* **What is needed**: Each line below should be written out exactly, with none skipped.

──────── Data supplied

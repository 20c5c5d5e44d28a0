use thiserror::Error;
use vault_core::error::AppError;

use super::store::StoreError;

#[derive(Error, Debug)]
pub enum ServiceError {
    #[error("Invalid credentials")]
    InvalidCredentials,

    #[error("Invalid or expired token")]
    InvalidToken,

    #[error("Validation error: {0}")]
    Validation(String),

    #[error("Not found: {0}")]
    NotFound(String),

    #[error("Conflict: {0}")]
    Conflict(String),

    #[error("Forbidden: {0}")]
    Forbidden(String),

    #[error("Unavailable: {0}")]
    Unavailable(String),

    #[error("Email error: {0}")]
    Email(String),

    #[error("Internal server error: {0}")]
    Internal(#[from] anyhow::Error),
}

impl From<StoreError> for ServiceError {
    fn from(err: StoreError) -> Self {
        match err {
            StoreError::Conflict(msg) => ServiceError::Conflict(msg),
            StoreError::Unavailable(msg) => ServiceError::Unavailable(msg),
            StoreError::Database(e) => ServiceError::Internal(e),
        }
    }
}

impl From<ServiceError> for AppError {
    fn from(err: ServiceError) -> Self {
        match err {
            ServiceError::InvalidCredentials => {
                AppError::AuthError(anyhow::anyhow!("Invalid credentials"))
            }
            ServiceError::InvalidToken => {
                AppError::BadRequest(anyhow::anyhow!("Invalid or expired token"))
            }
            ServiceError::Validation(msg) => AppError::BadRequest(anyhow::anyhow!(msg)),
            ServiceError::NotFound(msg) => AppError::NotFound(anyhow::anyhow!(msg)),
            ServiceError::Conflict(msg) => AppError::Conflict(anyhow::anyhow!(msg)),
            ServiceError::Forbidden(msg) => AppError::Forbidden(anyhow::anyhow!(msg)),
            ServiceError::Unavailable(msg) => AppError::ServiceUnavailable(msg),
            ServiceError::Email(msg) => AppError::EmailError(msg),
            ServiceError::Internal(e) => AppError::InternalError(e),
        }
    }
}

────────────────

* **Expected answer**:
repository 20c5c5d5e44d28a0
use thiserror::Error;
use vault_core::error::AppError;

use super::store::StoreError;

#[derive(Error, Debug)]
pub enum ServiceError {
    #[error("Invalid credentials")]
    InvalidCredentials,

    #[error("Invalid or expired token")]
    InvalidToken,

    #[error("Validation error: {0}")]
    Validation(String),

    #[error("Not found: {0}")]
    NotFound(String),

    #[error("Conflict: {0}")]
    Conflict(String),

    #[error("Forbidden: {0}")]
    Forbidden(String),

    #[error("Unavailable: {0}")]
    Unavailable(String),

    #[error("Email error: {0}")]
    Email(String),

    #[error("Internal server error: {0}")]
    Internal(#[from] anyhow::Error),
}

impl From<StoreError> for ServiceError {
    fn from(err: StoreError) -> Self {
        match err {
            StoreError::Conflict(msg) => ServiceError::Conflict(msg),
            StoreError::Unavailable(msg) => ServiceError::Unavailable(msg),
            StoreError::Database(e) => ServiceError::Internal(e),
        }
    }
}

impl From<ServiceError> for AppError {
    fn from(err: ServiceError) -> Self {
        match err {
            ServiceError::InvalidCredentials => {
                AppError::AuthError(anyhow::anyhow!("Invalid credentials"))
            }
            ServiceError::InvalidToken => {
                AppError::BadRequest(anyhow::anyhow!("Invalid or expired token"))
            }
            ServiceError::Validation(msg) => AppError::BadRequest(anyhow::anyhow!(msg)),
            ServiceError::NotFound(msg) => AppError::NotFound(anyhow::anyhow!(msg)),
            ServiceError::Conflict(msg) => AppError::Conflict(anyhow::anyhow!(msg)),
            ServiceError::Forbidden(msg) => AppError::Forbidden(anyhow::anyhow!(msg)),
            ServiceError::Unavailable(msg) => AppError::ServiceUnavailable(msg),
            ServiceError::Email(msg) => AppError::EmailError(msg),
            ServiceError::Internal(e) => AppError::InternalError(e),
        }
    }
}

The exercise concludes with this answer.